:: Data shown ::

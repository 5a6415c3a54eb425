// Copyright (c) 2025 Erick Bourgeois, firestoned
// SPDX-License-Identifier: MIT

//! Command line flags and validated controller configuration.
//!
//! Every flag can also be set through the environment variable named in its help
//! output. [`Config::try_from`] turns raw [`Args`] into a [`Config`]; any invalid value
//! is reported as [`Error::InvalidConfig`] and stops the process at boot.

use crate::constants::{
    DEFAULT_CERTIFICATE_COMPONENT_NAME, DEFAULT_CERTIFICATE_DIRECTORY,
    DEFAULT_CERTIFICATE_NAMESPACE, DEFAULT_CERTIFICATE_PERMISSION, DEFAULT_CONFIGMAP_KEY,
    DEFAULT_CONFIGMAP_NAME, DEFAULT_CONFIGMAP_NAMESPACE, DEFAULT_LISTEN_ADDRESS,
    DEFAULT_MINIMUM_RELOAD_TIME_SECS, DEFAULT_PROMETHEUS_ADDRESS, DEFAULT_RESOURCE_RETRIES,
    DEFAULT_RESYNC_PERIOD_SECS,
};
use crate::errors::{Error, Result};
use clap::Parser;
use std::net::SocketAddr;
use std::path::PathBuf;
use std::time::Duration;
use url::Url;

/// Highest permission bits accepted for certificate files
const MAX_PERMISSION: u32 = 0o777;

/// Raw command line flags.
#[derive(Parser, Debug, Clone)]
#[command(name = "prometheus-config-controller", version, about, long_about = None)]
pub struct Args {
    /// Address of the Kubernetes API server, empty for the default client
    #[arg(
        long = "service.kubernetes.address",
        env = "SERVICE_KUBERNETES_ADDRESS",
        default_value = ""
    )]
    pub kubernetes_address: String,

    /// Use the in-cluster service account configuration
    #[arg(long = "service.kubernetes.incluster", env = "SERVICE_KUBERNETES_INCLUSTER")]
    pub kubernetes_in_cluster: bool,

    /// Path of a kubeconfig file
    #[arg(
        long = "service.kubernetes.kubeconfig",
        env = "SERVICE_KUBERNETES_KUBECONFIG",
        default_value = ""
    )]
    pub kubernetes_kubeconfig: String,

    /// CA certificate file of the Kubernetes API server
    #[arg(
        long = "service.kubernetes.tls.cafile",
        env = "SERVICE_KUBERNETES_TLS_CAFILE",
        default_value = ""
    )]
    pub kubernetes_ca_file: String,

    /// Client certificate file for the Kubernetes API server
    #[arg(
        long = "service.kubernetes.tls.crtfile",
        env = "SERVICE_KUBERNETES_TLS_CRTFILE",
        default_value = ""
    )]
    pub kubernetes_crt_file: String,

    /// Client key file for the Kubernetes API server
    #[arg(
        long = "service.kubernetes.tls.keyfile",
        env = "SERVICE_KUBERNETES_TLS_KEYFILE",
        default_value = ""
    )]
    pub kubernetes_key_file: String,

    /// Base URL of the Prometheus server
    #[arg(
        long = "service.prometheus.address",
        env = "SERVICE_PROMETHEUS_ADDRESS",
        default_value = DEFAULT_PROMETHEUS_ADDRESS
    )]
    pub prometheus_address: String,

    /// Minimum time between two Prometheus reloads, in seconds
    #[arg(
        long = "service.prometheus.minimumreloadtime",
        env = "SERVICE_PROMETHEUS_MINIMUMRELOADTIME",
        default_value_t = DEFAULT_MINIMUM_RELOAD_TIME_SECS
    )]
    pub minimum_reload_time_secs: u64,

    /// Number of times a failed resource step is retried
    #[arg(
        long = "service.resource.retries",
        env = "SERVICE_RESOURCE_RETRIES",
        default_value_t = DEFAULT_RESOURCE_RETRIES
    )]
    pub resource_retries: usize,

    /// Component name selecting certificate secrets
    #[arg(
        long = "service.certificate.componentname",
        env = "SERVICE_CERTIFICATE_COMPONENTNAME",
        default_value = DEFAULT_CERTIFICATE_COMPONENT_NAME
    )]
    pub certificate_component_name: String,

    /// Directory certificate files are written to
    #[arg(
        long = "service.certificate.directory",
        env = "SERVICE_CERTIFICATE_DIRECTORY",
        default_value = DEFAULT_CERTIFICATE_DIRECTORY
    )]
    pub certificate_directory: String,

    /// Namespace of the certificate secrets
    #[arg(
        long = "service.certificate.namespace",
        env = "SERVICE_CERTIFICATE_NAMESPACE",
        default_value = DEFAULT_CERTIFICATE_NAMESPACE
    )]
    pub certificate_namespace: String,

    /// Octal permission bits of written certificate files
    #[arg(
        long = "service.certificate.permission",
        env = "SERVICE_CERTIFICATE_PERMISSION",
        default_value = DEFAULT_CERTIFICATE_PERMISSION
    )]
    pub certificate_permission: String,

    /// Data key of the Prometheus configuration in the ConfigMap
    #[arg(
        long = "service.configmap.key",
        env = "SERVICE_CONFIGMAP_KEY",
        default_value = DEFAULT_CONFIGMAP_KEY
    )]
    pub configmap_key: String,

    /// Name of the Prometheus ConfigMap
    #[arg(
        long = "service.configmap.name",
        env = "SERVICE_CONFIGMAP_NAME",
        default_value = DEFAULT_CONFIGMAP_NAME
    )]
    pub configmap_name: String,

    /// Namespace of the Prometheus ConfigMap
    #[arg(
        long = "service.configmap.namespace",
        env = "SERVICE_CONFIGMAP_NAMESPACE",
        default_value = DEFAULT_CONFIGMAP_NAMESPACE
    )]
    pub configmap_namespace: String,

    /// Interval of the artificial reconcile tick, in seconds
    #[arg(
        long = "service.controller.resyncperiod",
        env = "SERVICE_CONTROLLER_RESYNCPERIOD",
        default_value_t = DEFAULT_RESYNC_PERIOD_SECS
    )]
    pub resync_period_secs: u64,

    /// Listen address of the health, version and metrics server
    #[arg(
        long = "server.listen.address",
        env = "SERVER_LISTEN_ADDRESS",
        default_value = DEFAULT_LISTEN_ADDRESS
    )]
    pub listen_address: String,
}

/// Client certificate material for an explicit API server address.
#[derive(Debug, Clone, PartialEq, Eq)]
pub struct KubernetesTls {
    /// CA certificate file
    pub ca_file: PathBuf,
    /// Client certificate file
    pub crt_file: PathBuf,
    /// Client key file
    pub key_file: PathBuf,
}

/// How the Kubernetes client connects.
#[derive(Debug, Clone, PartialEq, Eq)]
pub enum KubernetesConnection {
    /// In-cluster service account
    InCluster,
    /// Explicit kubeconfig file
    Kubeconfig(PathBuf),
    /// Explicit API server address, optionally with client certificates
    Address {
        /// API server URL
        url: Url,
        /// Client certificate material
        tls: Option<KubernetesTls>,
    },
    /// `KUBECONFIG`, `~/.kube/config` or in-cluster, whichever is found first
    Inferred,
}

/// Where certificate files come from and how they are written.
#[derive(Debug, Clone, PartialEq, Eq)]
pub struct CertificateConfig {
    /// `clusterComponent` label value of certificate secrets
    pub component_name: String,
    /// Directory owned by the controller
    pub directory: PathBuf,
    /// Namespace of certificate secrets
    pub namespace: String,
    /// Unix permission bits of written files
    pub permission: u32,
}

/// Coordinates of the Prometheus ConfigMap.
#[derive(Debug, Clone, PartialEq, Eq)]
pub struct ConfigMapConfig {
    /// Data key holding the Prometheus YAML
    pub key: String,
    /// ConfigMap name
    pub name: String,
    /// ConfigMap namespace
    pub namespace: String,
}

/// Validated controller configuration.
#[derive(Debug, Clone, PartialEq, Eq)]
pub struct Config {
    /// Kubernetes client selection
    pub kubernetes: KubernetesConnection,
    /// Prometheus base URL
    pub prometheus_address: Url,
    /// Minimum time between two reloads
    pub minimum_reload_time: Duration,
    /// Retries of a failed resource step
    pub resource_retries: usize,
    /// Certificate settings
    pub certificate: CertificateConfig,
    /// Prometheus ConfigMap coordinates
    pub config_map: ConfigMapConfig,
    /// Interval of the artificial reconcile tick
    pub resync_period: Duration,
    /// HTTP server listen address
    pub listen_address: SocketAddr,
}

impl TryFrom<Args> for Config {
    type Error = Error;

    fn try_from(args: Args) -> Result<Self> {
        let prometheus_address =
            parse_http_url("service.prometheus.address", &args.prometheus_address)?;

        if args.minimum_reload_time_secs == 0 {
            return Err(invalid(
                "service.prometheus.minimumreloadtime",
                "must be greater than zero",
            ));
        }
        if args.resync_period_secs == 0 {
            return Err(invalid(
                "service.controller.resyncperiod",
                "must be greater than zero",
            ));
        }

        let listen_address = args.listen_address.parse::<SocketAddr>().map_err(|e| {
            invalid(
                "server.listen.address",
                &format!("{:?} is not a socket address: {e}", args.listen_address),
            )
        })?;

        let certificate = CertificateConfig {
            component_name: required(
                "service.certificate.componentname",
                args.certificate_component_name.clone(),
            )?,
            directory: PathBuf::from(required(
                "service.certificate.directory",
                args.certificate_directory.clone(),
            )?),
            namespace: required(
                "service.certificate.namespace",
                args.certificate_namespace.clone(),
            )?,
            permission: parse_permission(&args.certificate_permission)?,
        };

        Ok(Self {
            kubernetes: kubernetes_connection(&args)?,
            prometheus_address,
            minimum_reload_time: Duration::from_secs(args.minimum_reload_time_secs),
            resource_retries: args.resource_retries,
            certificate,
            config_map: ConfigMapConfig {
                key: required("service.configmap.key", args.configmap_key)?,
                name: required("service.configmap.name", args.configmap_name)?,
                namespace: required("service.configmap.namespace", args.configmap_namespace)?,
            },
            resync_period: Duration::from_secs(args.resync_period_secs),
            listen_address,
        })
    }
}

fn invalid(flag: &str, reason: &str) -> Error {
    Error::InvalidConfig(format!("--{flag} {reason}"))
}

fn required(flag: &str, value: String) -> Result<String> {
    if value.trim().is_empty() {
        return Err(invalid(flag, "must not be empty"));
    }
    Ok(value)
}

fn parse_http_url(flag: &str, value: &str) -> Result<Url> {
    let url = Url::parse(value)
        .map_err(|e| invalid(flag, &format!("{value:?} is not a valid URL: {e}")))?;

    match url.scheme() {
        "http" | "https" if url.has_host() => Ok(url),
        _ => Err(invalid(
            flag,
            &format!("{value:?} must be an absolute http or https URL"),
        )),
    }
}

/// Parse octal permission bits such as `0600` or `600`.
fn parse_permission(value: &str) -> Result<u32> {
    let digits = value.trim();
    let digits = digits.strip_prefix("0o").unwrap_or(digits);

    let permission = u32::from_str_radix(digits, 8).map_err(|e| {
        invalid(
            "service.certificate.permission",
            &format!("{value:?} is not an octal number: {e}"),
        )
    })?;

    if permission > MAX_PERMISSION {
        return Err(invalid(
            "service.certificate.permission",
            &format!("{value:?} exceeds {MAX_PERMISSION:o}"),
        ));
    }
    Ok(permission)
}

fn optional_path(value: &str) -> Option<PathBuf> {
    let value = value.trim();
    (!value.is_empty()).then(|| PathBuf::from(value))
}

fn kubernetes_connection(args: &Args) -> Result<KubernetesConnection> {
    if args.kubernetes_in_cluster {
        return Ok(KubernetesConnection::InCluster);
    }
    if let Some(path) = optional_path(&args.kubernetes_kubeconfig) {
        return Ok(KubernetesConnection::Kubeconfig(path));
    }
    if args.kubernetes_address.trim().is_empty() {
        return Ok(KubernetesConnection::Inferred);
    }

    let url = parse_http_url("service.kubernetes.address", &args.kubernetes_address)?;
    let files = [
        optional_path(&args.kubernetes_ca_file),
        optional_path(&args.kubernetes_crt_file),
        optional_path(&args.kubernetes_key_file),
    ];

    let tls = match files {
        [Some(ca_file), Some(crt_file), Some(key_file)] => Some(KubernetesTls {
            ca_file,
            crt_file,
            key_file,
        }),
        [None, None, None] => None,
        _ => {
            return Err(invalid(
                "service.kubernetes.tls.cafile",
                "and the crtfile and keyfile flags must be set together",
            ))
        }
    };

    Ok(KubernetesConnection::Address { url, tls })
}

#[cfg(test)]
#[path = "config_tests.rs"]
mod config_tests;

:::

§ **Task description**
Please reproduce exactly the lines above, beginning with the first and ending with the line that contains "any invalid value", and include nothing outside that range.

§ **Output of the task**
repository 5a6415c3a54eb425
// Copyright (c) 2025 Erick Bourgeois, firestoned
// SPDX-License-Identifier: MIT

//! Command line flags and validated controller configuration.
//!
//! Every flag can also be set through the environment variable named in its help
//! output. [`Config::try_from`] turns raw [`Args`] into a [`Config`]; any invalid value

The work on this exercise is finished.